Unfold

POV: FUJI cw / tw / mention of blood

Aku tidak pernah menakar kebodohan Bang Erde. Satu, karena aku tidak berminat. Dua, karena aku tidak pernah memiliki waktu dan kesempatan.

Tapi malam ini, aku tidak sengaja menimbang kebodohan sekaligus kepolosannya. Ah, mau dilihat dari segi manapun, aku yakin beratus-ratus persen Haya benar-benar menaruh perasaan dengan Bang Erde. Dua mataku, satu mata batinku, bahkan mata kakiku dapat dengan jelas melihatnya.

Pukul dua pagi, aku tidur di kasur dalam kamar Haya—yang ternyata jarang digunakan sehingga tadi aku harus membersihkannya lebih dulu, sementara si pemilik kamar dan Bang Erde sedang duduk di ruang tamu, suara keduanya menembus dinding tipis rumah ini.

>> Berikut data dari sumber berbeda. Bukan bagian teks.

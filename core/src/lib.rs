// SPDX-License-Identifier: MIT OR Apache-2.0

//! Wordbattle Core - Battle Synchronization Logic
//!
//! This crate provides the core battle functionality including:
//! - The round state machine driving a two-player word battle
//! - The text wire protocol relayed between the two sides
//! - Read-only view derivation for the battle HUD
//!
//! Both sides of a battle run this state machine independently and
//! exchange relayed text messages; there is no server-side authority.

#![deny(unsafe_code)]
#![deny(clippy::all)]

pub mod battle;
pub mod protocol;
pub mod view;

use serde::{Deserialize, Serialize};
use std::time::Duration;
use thiserror::Error;

/// Game phase of one side of a battle session
#[derive(Debug, Clone, Copy, PartialEq, Eq, Hash, Serialize, Deserialize)]
pub enum Phase {
    /// Connected but the game has not started yet
    Waiting,
    /// Pre-game countdown is running
    Countdown,
    /// A round is live
    Playing,
    /// Someone reached the winning score
    Finished,
    /// The channel closed; no further transitions
    Closed,
}

/// Final outcome of a game as seen by the local side
#[derive(Debug, Clone, Copy, PartialEq, Eq, Serialize, Deserialize)]
pub enum Outcome {
    /// The local score reached the winning threshold
    Victory,
    /// The opponent reached the winning threshold first
    Defeat,
}

/// Tunable timing and scoring parameters for a battle
#[derive(Debug, Clone, Serialize, Deserialize)]
pub struct BattleConfig {
    /// Score a side must reach to end the game
    pub winning_score: u32,
    /// Countdown start value, ticked down once per second
    pub countdown_from: u8,
    /// Presentation delay before a locally-won round advances
    pub advance_delay: Duration,
    /// Failsafe that forces round advancement when one side stalls
    pub stall_timeout: Duration,
}

impl Default for BattleConfig {
    fn default() -> Self {
        Self {
            winning_score: 10,
            countdown_from: 3,
            advance_delay: Duration::from_millis(200),
            stall_timeout: Duration::from_secs(5),
        }
    }
}

impl BattleConfig {
    /// Check the configuration for values that would make a game unplayable
    pub fn validate(&self) -> Result<(), CoreError> {
        if self.winning_score == 0 {
            return Err(CoreError::InvalidConfig("winning_score must be at least 1"));
        }
        if self.countdown_from == 0 {
            return Err(CoreError::InvalidConfig("countdown_from must be at least 1"));
        }
        Ok(())
    }
}

/// Errors produced by the core battle logic
#[derive(Debug, Error)]
pub enum CoreError {
    /// A configuration value is out of range
    #[error("invalid battle config: {0}")]
    InvalidConfig(&'static str),
}
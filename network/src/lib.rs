// SPDX-License-Identifier: MIT OR Apache-2.0

//! Wordbattle Network - relay transport and session driver
//!
//! This crate provides the networking functionality including:
//! - A WebSocket channel to a named room on the relay
//! - The async battle session loop around the core state machine
//! - The problem-fetch client with stale-response suppression
//! - The room lobby registry and the relay's warp routes

#![deny(unsafe_code)]

pub mod channel;
pub mod config;
pub mod lobby;
pub mod problems;
pub mod relay;
pub mod session;

/// Room identifier; doubles as the relay's broadcast-domain key.
pub type RoomId = String;

/// Player identifier inside a room. Also the echo-suppression prefix on
/// every wire frame the player sends.
pub type PlayerId = String;
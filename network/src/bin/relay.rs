// SPDX-License-Identifier: MIT OR Apache-2.0

//! Relay server binary: room lobby REST plus the WebSocket fan-out.

use std::net::SocketAddr;
use std::sync::Arc;
use std::time::Duration;

use anyhow::Result;
use clap::Parser;
use tracing_subscriber::EnvFilter;

use wordbattle_network::lobby::RoomRegistry;
use wordbattle_network::relay;

#[derive(Debug, Parser)]
#[command(name = "wordbattle-relay", about = "Room relay for wordbattle")]
struct Args {
    /// Address to listen on
    #[arg(long, default_value = "0.0.0.0:8000")]
    listen: SocketAddr,

    /// Seconds an empty room survives before cleanup
    #[arg(long, default_value_t = 5)]
    cleanup_grace_secs: u64,
}

#[tokio::main]
async fn main() -> Result<()> {
    tracing_subscriber::fmt()
        .with_env_filter(EnvFilter::try_from_default_env().unwrap_or_else(|_| "info".into()))
        .init();

    let args = Args::parse();
    let registry = Arc::new(RoomRegistry::with_cleanup_grace(Duration::from_secs(
        args.cleanup_grace_secs,
    )));

    tracing::info!(listen = %args.listen, "relay listening");
    warp::serve(relay::routes(registry)).run(args.listen).await;
    Ok(())
}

Setengah jam telah berlalu semenjak kami baru saja menemukan keterkaitan orang-orang dari Mandala Group dengan Yayasan Kasih Abadi, yang ternyata berkaitan dengan—amit-amit aku sangat benci menyebut nama ini—Panti Asuhan Kasih Abadi.

Nama itu seharusnya telah tertinggal jauh. Kami (aku dan Bang Erde) telah berlari ratusan kilometer dari tempat itu. Entah bagaimana, akhirnya, aku percaya bumi itu bulat. Kami telah berlari jauh, tapi saking jauhnya, kami justru kembali ke garis awal.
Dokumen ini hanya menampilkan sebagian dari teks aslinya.